Ultra Thin GaAs Solar Cells Reach Nearly 20 Percent Efficiency

Researchers
at the French Centre de Nanosciences et de Nanotechnologies (C2N) have
succeeded, in collaboration with researchers at Fraunhofer ISE and
others, to efficiently trap sunlight in a solar cell thanks to an
ultrathin absorbing layer made of 205 nm-thick GaAs on a nanostructured
back mirror. With this new process of fabrication, an efficiency of
nearly 20 percent was obtained.

Up
to now, the state-of-the-art 20 percent-efficient solar cells
fabricated from GaAs required at least 1 micrometer-thick layers of
semiconductor material, or even 40 µm or more in the case of silicon.
Thinning the absorber automatically reduces absorption of sunlight and
conversion efficiency. A flat mirror at the backside of the cell can
help and lead to double-pass absorption, but no more. Yet, a stronger
thickness reduction would enable material savings of scarce materials
and industrial throughput improvements due to shorter deposition times.
But previous attempts of light trapping have been greatly limited in
performance by the optical and electrical losses.

Researchers
of the team led by Stéphane Collin at the Centre for Nanoscience and
Nanotechnology - C2N (CNRS/Université Paris-Saclay), in collaboration
with Fraunhofer ISE in particular, have developed a new strategy to trap
light in ultrathin layers made of only 205 nm-thick GaAs. The guiding
idea was to conceive a nanostructured back mirror to create multiple
overlapping resonances in the solar cell, identified as Fabry-Perot and
guided-mode resonances.

They
constrain light to stay longer in the absorber, resulting in efficient
optical absorption despite the low quantity of material.
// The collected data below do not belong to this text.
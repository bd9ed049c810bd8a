//! # strata-bundler
//!
//! Bundle configuration, the uniform bundler contract and the built-in engines
//! used by the `strata` CLI.
//!
//! A [`Bundle`] wraps one engine invocation. It is configured once with a
//! [`BundleConfig`], built any number of times (optionally with a list of
//! invalidated paths as a hint), and written to disk from the last successful
//! build. Every step is reported as a [`BundleEvent`] on an [`EventSender`].
//!
//! ```no_run
//! use strata_bundler::{BaseOptions, Bundle, BundleConfig, EventSender, ScriptOptions};
//!
//! # #[tokio::main]
//! # async fn main() -> Result<(), Box<dyn std::error::Error>> {
//! let (events, _rx) = EventSender::channel();
//! let config = BundleConfig::Script(ScriptOptions::new(
//!     BaseOptions::file("src/index.js", "dist/index.js"),
//! ));
//!
//! let mut bundle = Bundle::new(config.kind(), events);
//! bundle.setup(config)?;
//! bundle.build(&[]).await?;
//! bundle.write().await?;
//!
//! for file in bundle.files() {
//!     println!("depends on {}", file.display());
//! }
//! # Ok(()) }
//! ```

pub mod bundle;
pub mod config;
pub mod engine;
pub mod error;
pub mod event;
pub mod output;

#[cfg(any(test, feature = "test-utils"))]
pub mod testing;

pub use bundle::{Bundle, BundleStatus};
pub use config::{
    BaseOptions, BundleConfig, BundlerKind, Format, IconOptions, InputSource, JsxOptions,
    ManifestOptions, ManifestOverrides, MarkupOptions, Platform, ScriptOptions, StyleOptions,
};
pub use engine::{engine_for, normalize, Bundler};
pub use error::{BundleError, ConfigError, Result};
pub use event::{BundleEvent, BundleId, EventEnvelope, EventSender};
pub use output::{AnalysisReport, BuildOutput, OutputFile, OutputStat};
//! Reverse mapping from source files to the bundles that consume them.

use std::path::{Path, PathBuf};
use std::sync::atomic::{AtomicBool, Ordering};

use indexmap::IndexSet;
use parking_lot::RwLock;
use rustc_hash::{FxHashMap, FxHashSet};
use strata_bundler::{normalize, Bundle, BundleId};

#[derive(Debug, Default)]
struct IndexInner {
    by_path: FxHashMap<PathBuf, IndexSet<BundleId>>,
    by_bundle: FxHashMap<BundleId, FxHashSet<PathBuf>>,
}

/// Absolute path → bundles depending on it.
///
/// Entries for a bundle are replaced wholesale on every [`update`](Self::update),
/// so files a bundle no longer imports stop triggering it.
#[derive(Debug, Default)]
pub struct DependencyIndex {
    inner: RwLock<IndexInner>,
    populated: AtomicBool,
}

impl DependencyIndex {
    pub fn new() -> Self {
        Self::default()
    }

    /// Refresh entries for `bundle` from its current `files`.
    pub fn update(&self, bundle: &Bundle) {
        self.replace(bundle.id(), bundle.files().iter().map(PathBuf::as_path));
    }

    /// Replace every entry for `id` with `files`.
    pub fn replace<'a>(&self, id: BundleId, files: impl IntoIterator<Item = &'a Path>) {
        let files: FxHashSet<PathBuf> = files.into_iter().map(normalize).collect();

        let mut inner = self.inner.write();
        if let Some(previous) = inner.by_bundle.remove(&id) {
            for path in previous.difference(&files) {
                if let Some(bundles) = inner.by_path.get_mut(path) {
                    bundles.shift_remove(&id);
                    if bundles.is_empty() {
                        inner.by_path.remove(path);
                    }
                }
            }
        }
        for path in &files {
            inner.by_path.entry(path.clone()).or_default().insert(id);
        }

        tracing::debug!(bundle = %id, files = files.len(), "dependency index updated");
        inner.by_bundle.insert(id, files);
    }

    pub fn remove(&self, id: BundleId) {
        let mut inner = self.inner.write();
        if let Some(previous) = inner.by_bundle.remove(&id) {
            for path in previous {
                if let Some(bundles) = inner.by_path.get_mut(&path) {
                    bundles.shift_remove(&id);
                    if bundles.is_empty() {
                        inner.by_path.remove(&path);
                    }
                }
            }
        }
    }

    /// Bundles depending on `path`, in registration order.
    pub fn lookup(&self, path: &Path) -> IndexSet<BundleId> {
        let key = normalize(path);
        self.inner
            .read()
            .by_path
            .get(&key)
            .cloned()
            .unwrap_or_default()
    }

    pub fn contains(&self, path: &Path) -> bool {
        let key = normalize(path);
        self.inner.read().by_path.contains_key(&key)
    }

    /// Number of distinct tracked paths.
    pub fn len(&self) -> usize {
        self.inner.read().by_path.len()
    }

    pub fn is_empty(&self) -> bool {
        self.len() == 0
    }

    /// True once the initial build has registered every bundle.
    pub fn is_populated(&self) -> bool {
        self.populated.load(Ordering::Acquire)
    }

    pub fn mark_populated(&self) {
        self.populated.store(true, Ordering::Release);
    }
}

#[cfg(test)]
mod tests {
    use super::*;
    use std::fs;
    use tempfile::TempDir;

    fn paths(dir: &Path, names: &[&str]) -> Vec<PathBuf> {
        names.iter().map(|n| dir.join(n)).collect()
    }

    #[test]
    fn test_update_replaces_entries() {
        let index = DependencyIndex::new();
        let a = BundleId::next();
        let root = Path::new("/virtual/project");

        let first = paths(root, &["src/a.js", "src/util.js"]);
        index.replace(a, first.iter().map(PathBuf::as_path));
        assert!(index.contains(&root.join("src/util.js")));

        let second = paths(root, &["src/a.js", "src/other.js"]);
        index.replace(a, second.iter().map(PathBuf::as_path));
        assert!(!index.contains(&root.join("src/util.js")));
        assert!(index.contains(&root.join("src/other.js")));
        assert_eq!(index.len(), 2);
    }

    #[test]
    fn test_fan_out_lookup() {
        let index = DependencyIndex::new();
        let a = BundleId::next();
        let b = BundleId::next();
        let root = Path::new("/virtual/project");
        let shared = root.join("src/theme.css");

        index.replace(a, [shared.as_path(), root.join("a.css").as_path()]);
        index.replace(b, [shared.as_path()]);

        let hits: Vec<_> = index.lookup(&shared).into_iter().collect();
        assert_eq!(hits, vec![a, b]);

        index.remove(a);
        let hits: Vec<_> = index.lookup(&shared).into_iter().collect();
        assert_eq!(hits, vec![b]);
        assert!(!index.contains(&root.join("a.css")));
    }

    #[test]
    fn test_keys_follow_canonical_paths() {
        let dir = TempDir::new().unwrap();
        fs::create_dir_all(dir.path().join("src")).unwrap();
        fs::write(dir.path().join("src/a.js"), "").unwrap();

        let index = DependencyIndex::new();
        let id = BundleId::next();
        index.replace(id, [dir.path().join("src/./a.js").as_path()]);

        assert!(index.contains(&dir.path().join("src/a.js")));

        fs::remove_file(dir.path().join("src/a.js")).unwrap();
        assert!(index.contains(&dir.path().join("src/a.js")));
    }

    #[test]
    fn test_populated_flag() {
        let index = DependencyIndex::new();
        assert!(!index.is_populated());
        index.mark_populated();
        assert!(index.is_populated());
    }
}
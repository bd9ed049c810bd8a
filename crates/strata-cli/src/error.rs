//! Error handling for the Strata CLI.
//!
//! - [`CliError`] is what commands return; domain errors convert into it via `#[from]`.
//! - [`ResolutionError`] aborts before any bundle is constructed.
//! - [`ConfigError`] covers config files and per-bundle options.
//! - [`BuildError`] wraps engine failures and whole-command build outcomes.
//!
//! ```rust,no_run
//! use strata_cli::error::{Result, ResultExt};
//! use std::path::Path;
//!
//! fn read_manifest(path: &Path) -> Result<String> {
//!     std::fs::read_to_string(path)
//!         .with_path(path)
//!         .with_hint("Run strata from the project root or pass --cwd")
//! }
//! ```

mod miette;

use std::path::PathBuf;

use thiserror::Error;

pub use self::miette::cli_error_to_miette;

/// Top-level CLI error type.
#[derive(Debug, Error)]
pub enum CliError {
    #[error("Resolution error: {0}")]
    Resolution(#[from] ResolutionError),

    #[error("Configuration error: {0}")]
    Config(#[from] ConfigError),

    #[error("Build error: {0}")]
    Build(#[from] BuildError),

    #[error("Invalid argument: {0}")]
    InvalidArgument(String),

    #[error("File not found: {}", .0.display())]
    FileNotFound(PathBuf),

    #[error("I/O error: {0}")]
    Io(#[from] std::io::Error),

    #[error("File watcher error: {0}\n\nHint: On Linux, raise fs.inotify.max_user_watches for large trees")]
    Watch(#[from] notify::Error),

    #[error("JSON error: {0}")]
    Json(#[from] serde_json::Error),

    #[error("Server error: {0}")]
    Server(String),

    #[error("{0}")]
    Custom(String),
}

/// Failures turning arguments and project metadata into build targets.
#[derive(Debug, Error)]
pub enum ResolutionError {
    #[error("No build targets match {}\n\nHint: Pass a file path, a directory with a package.json, or a workspace name", .patterns.join(", "))]
    NoTargets { patterns: Vec<String> },

    #[error("Package '{name}' declares nothing to build\n\nHint: Add a lib, module, main, browser or style field to {}/package.json, or pass --output", .root.display())]
    NoBuildableField { name: String, root: PathBuf },

    #[error("Unsupported file type: {}\n\nHint: Strata builds .js/.ts/.jsx/.tsx, .css/.scss/.sass, .html, .webmanifest and .png/.ico/.svg files", .0.display())]
    UnsupportedFile(PathBuf),

    #[error("Linked packages depend on each other in a cycle: {}\n\nHint: Break the cycle or narrow --link", .packages.join(" -> "))]
    LinkCycle { packages: Vec<String> },

    #[error("Bundles '{first}' and '{second}' both write {}\n\nHint: Build them separately or drop --output so each uses its own output field", .path.display())]
    AmbiguousOutput {
        path: PathBuf,
        first: String,
        second: String,
    },

    #[error("Invalid package.json at {}: {message}", .path.display())]
    InvalidPackage { path: PathBuf, message: String },
}

/// Configuration file and option errors.
#[derive(Debug, Error)]
pub enum ConfigError {
    #[error("Config file not found: {}\n\nHint: Create strata.json in the project root or fix the --config path", .0.display())]
    NotFound(PathBuf),

    #[error("Failed to load configuration: {0}\n\nHint: Check strata.json syntax and STRATA_* environment variables")]
    Load(String),

    #[error("Missing required field: {field}\n\nHint: {hint}")]
    MissingField { field: String, hint: String },

    #[error("Invalid value for '{field}': {value}\n\nHint: {hint}")]
    InvalidValue {
        field: String,
        value: String,
        hint: String,
    },
}

impl From<strata_bundler::ConfigError> for ConfigError {
    fn from(err: strata_bundler::ConfigError) -> Self {
        match err {
            strata_bundler::ConfigError::MissingField { field, hint } => {
                ConfigError::MissingField { field, hint }
            }
            strata_bundler::ConfigError::InvalidValue { field, value, hint } => {
                ConfigError::InvalidValue { field, value, hint }
            }
        }
    }
}

impl From<figment::Error> for ConfigError {
    fn from(err: figment::Error) -> Self {
        ConfigError::Load(err.to_string())
    }
}

#[derive(Debug, Error)]
pub enum BuildError {
    #[error(transparent)]
    Bundle(#[from] strata_bundler::BundleError),

    #[error("No bundle could be constructed\n\nHint: Fix the configuration errors above")]
    NoBundles,

    #[error("{failed} of {total} bundles failed to build")]
    Failed { failed: usize, total: usize },
}

pub type Result<T, E = CliError> = std::result::Result<T, E>;

/// Extension trait for adding context to `Result` types.
pub trait ResultExt<T> {
    /// Turn a not-found I/O error into [`CliError::FileNotFound`] for `path`.
    fn with_path(self, path: impl AsRef<std::path::Path>) -> Result<T>;

    fn with_hint(self, hint: impl std::fmt::Display) -> Result<T>;

    fn context(self, msg: impl std::fmt::Display) -> Result<T>;
}

impl<T, E: Into<CliError>> ResultExt<T> for std::result::Result<T, E> {
    fn with_path(self, path: impl AsRef<std::path::Path>) -> Result<T> {
        self.map_err(|e| {
            let err: CliError = e.into();
            match err {
                CliError::Io(io_err) if io_err.kind() == std::io::ErrorKind::NotFound => {
                    CliError::FileNotFound(path.as_ref().to_path_buf())
                }
                other => other,
            }
        })
    }

    fn with_hint(self, hint: impl std::fmt::Display) -> Result<T> {
        self.map_err(|e| {
            let err: CliError = e.into();
            CliError::Custom(format!("{err}\n\nHint: {hint}"))
        })
    }

    fn context(self, msg: impl std::fmt::Display) -> Result<T> {
        self.map_err(|e| {
            let err: CliError = e.into();
            CliError::Custom(format!("{msg}: {err}"))
        })
    }
}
Thanks to
numerous resonances, absorption is enhanced over a large spectral range
that fits the solar spectrum from the visible to the infrared.
Controlling the fabrication of patterned mirrors at the nanometer scale
was a key in the project. The team used nanoimprint lithography to
directly emboss a sol-gel derived film of titanium dioxide, an
inexpensive, rapid and scalable technique.

The picture
above shows (left) sketch of an ultrathin solar cell made of GaAs with a
nanostructured back mirror and (right) photograph of a sample showing
the diffraction effect of a nanostructured mirror in air (coloured
shine) and the absorption enhancement effect in ultrathin solar cells
(square black areas).

“Together with our French partners we are very happy about this result and its publication in the renowned journal Nature Energy,
says Frank Dimroth, Head of the Department III-V Photovoltaics and
Concentrator Technology at Fraunhofer ISE. And he adds: “We expect to
be able to even further improve the efficiency of ultrathin solar
cells”.

The work published in Nature Energy
demonstrates that this architecture should enable 25 percent efficiency
in the short term. Even if the limits are still unknown, researchers
are convinced that the thickness could be further reduced without
efficiency loss, at least by a factor of two. GaAs solar cells are still
commercially limited to space application due to their cost. However,
researchers are already working to extend this concept for large-scale
photovoltaics made of e.g. CdTe, CIGS or silicon materials.